Ülkemizde altınla ilgili bir borsa vardır. Borsa İstanbul bünyesinde bulunan kıymetli madenler piyasasında altın, gümüş, platin ve paladyum işlem görmektedir. Ancak bu piyasa, menkul kıymet veya kambiyo borsası olmadığı gibi ticaret borsası da değildir.
Nitekim 5174 Sayılı TOBB Kanunu’na göre ticaret borsaları, borsaya dahil maddelerin alım satımı ve borsada oluşan fiyatlarının tespit, tescil ve ilânı işleriyle meşgul olmak üzere kurulan kamu tüzel kişiliğine sahip kurumlardır. Kambiyo ve kıymetli madenlerle ilgili borsalar bu kanun kapsamı dışındadır.
Dolayısıyla altın borsası ticaret borsası olarak da görülemez.

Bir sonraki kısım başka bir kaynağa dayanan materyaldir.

use eframe::egui::{Pos2, Rect, Response, Vec2};

use crate::layout::Viewport;
use crate::zoom::ClickTarget;

use super::super::ViewModel;

impl ViewModel {
    pub(in crate::app) fn sync_viewport(&mut self, size: Vec2) {
        let viewport = Viewport::new(size.x, size.y);
        if viewport == self.session.viewport() {
            return;
        }
        if let Err(error) = self.session.resize(viewport) {
            // Collapsed window; keep the previous geometry until it recovers.
            log::debug!("skipping resize: {error}");
        }
    }

    pub(in crate::app) fn handle_canvas_input(&mut self, canvas: Rect, response: &Response) {
        if let Some(pointer) = response.hover_pos()
            && let Some(index) = self.node_at(canvas, pointer)
        {
            self.inspected = Some(index);
        }

        if response.clicked()
            && let Some(pointer) = response.interact_pointer_pos()
            && let Some(target) = self.click_target_at(canvas, pointer)
        {
            self.session.click(&target);
        }

        // Right click anywhere on the canvas reads as a background click.
        if response.secondary_clicked() {
            self.session.click(&ClickTarget::Background);
        }
    }

    /// First hierarchy depth rendered under the current focus; its
    /// rectangles are the clickable zoom targets.
    pub(in crate::app) fn first_visible_depth(&self) -> u8 {
        match self.session.current_focus().kind() {
            None => 1,
            Some(kind) => kind.depth() + 1,
        }
    }

    /// Deepest node rectangle under the pointer, for the details panel.
    fn node_at(&self, canvas: Rect, pointer: Pos2) -> Option<usize> {
        let local = pointer - canvas.min;
        self.session
            .current_layout()
            .iter()
            .filter(|item| item.contains(local.x, local.y))
            .max_by_key(|item| item.depth)
            .and_then(|item| item.node)
    }

    /// Maps a primary click to a zoom event. The merged "other" rectangle is
    /// inert; a miss against an empty layout counts as background.
    fn click_target_at(&self, canvas: Rect, pointer: Pos2) -> Option<ClickTarget> {
        let local = pointer - canvas.min;
        let first_level = self.first_visible_depth();

        for item in self.session.current_layout() {
            if item.depth == first_level && item.contains(local.x, local.y) {
                let index = item.node?;
                return Some(ClickTarget::Node(
                    self.session.tree().node(index).id.clone(),
                ));
            }
        }

        Some(ClickTarget::Background)
    }
}
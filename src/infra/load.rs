use std::fs;

use anyhow::{Context, Result};

use super::build::build_hierarchy;
use super::parse::parse_snapshot;
use super::tree::{Diagnostic, Hierarchy};

pub fn load_snapshot(path: &str) -> Result<(Hierarchy, Vec<Diagnostic>)> {
    let raw = fs::read_to_string(path)
        .with_context(|| format!("failed to read capacity snapshot {path}"))?;
    let records =
        parse_snapshot(&raw).with_context(|| format!("failed to parse capacity snapshot {path}"))?;

    let (tree, diagnostics) = build_hierarchy(&records);
    log::info!(
        "loaded capacity snapshot {path}: {} records, {} nodes kept, {} diagnostics",
        records.len(),
        tree.node_count(),
        diagnostics.len()
    );
    for diagnostic in &diagnostics {
        log::warn!("snapshot {path}: {diagnostic}");
    }

    Ok((tree, diagnostics))
}
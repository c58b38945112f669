mod app;
mod infra;
mod layout;
mod session;
mod util;
mod zoom;

use clap::Parser;

#[derive(Debug, Parser)]
#[command(author, version, about)]
struct Args {
    /// JSON capacity snapshot; a deterministic demo inventory is used when
    /// omitted.
    #[arg(long)]
    snapshot: Option<String>,
}

fn main() -> eframe::Result<()> {
    env_logger::init();

    let args = Args::parse();
    let options = eframe::NativeOptions {
        viewport: eframe::egui::ViewportBuilder::default().with_inner_size([1440.0, 920.0]),
        ..Default::default()
    };

    eframe::run_native(
        "capviz",
        options,
        Box::new(move |cc| Ok(Box::new(app::CapacityApp::new(cc, args.snapshot.clone())))),
    )
}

289.maddeye göre borsa rayiciyle de değerlenemeyeceğine göre altın takip eden değerleme ölçüsü olan mukayyet yani kayıtlı değerle değerlemek gerekir.
Özetle fiziki altınlar altın ticaretiyle iştigal edilmese dahi maliyet veya kayıtlı değeriyle değerlenir. Böylece fiziki altında dönem içinde oluşan değer artışları üzerinden vergi alınmaz, dönem içindeki değer kayıpları ise gider olarak değerlendirilemez.
Türk mevzuatına göre bankalar Türkiye'de ve yurt dışında yerleşik gerçek ve tüzel kişiler adına vadeli veya vadesiz olarak altın, gümüş ve platin depo hesabı açabilir. Ayrıca bu hesaplar için bankalarca tespit edilecek oranlar üzerinden altın, TL veya döviz cinsinden faiz/kâr payı ödenebilir.
Geri ödeme sırasında mudiye doğrudan altın verilebileceği gibi (pek uygulaması yoktur) bankalarca altının ödeme günündeki değeri üzerinden satın alınarak mudiye Türk Lirası veya döviz de ödenebilir.
Altın hesaplarında esasında değerlemeye tabi iki kıymet vardır. Birincisi fiziki/kaydi altının kendisi, ikincisi bu hesaptan kaynaklı alacak.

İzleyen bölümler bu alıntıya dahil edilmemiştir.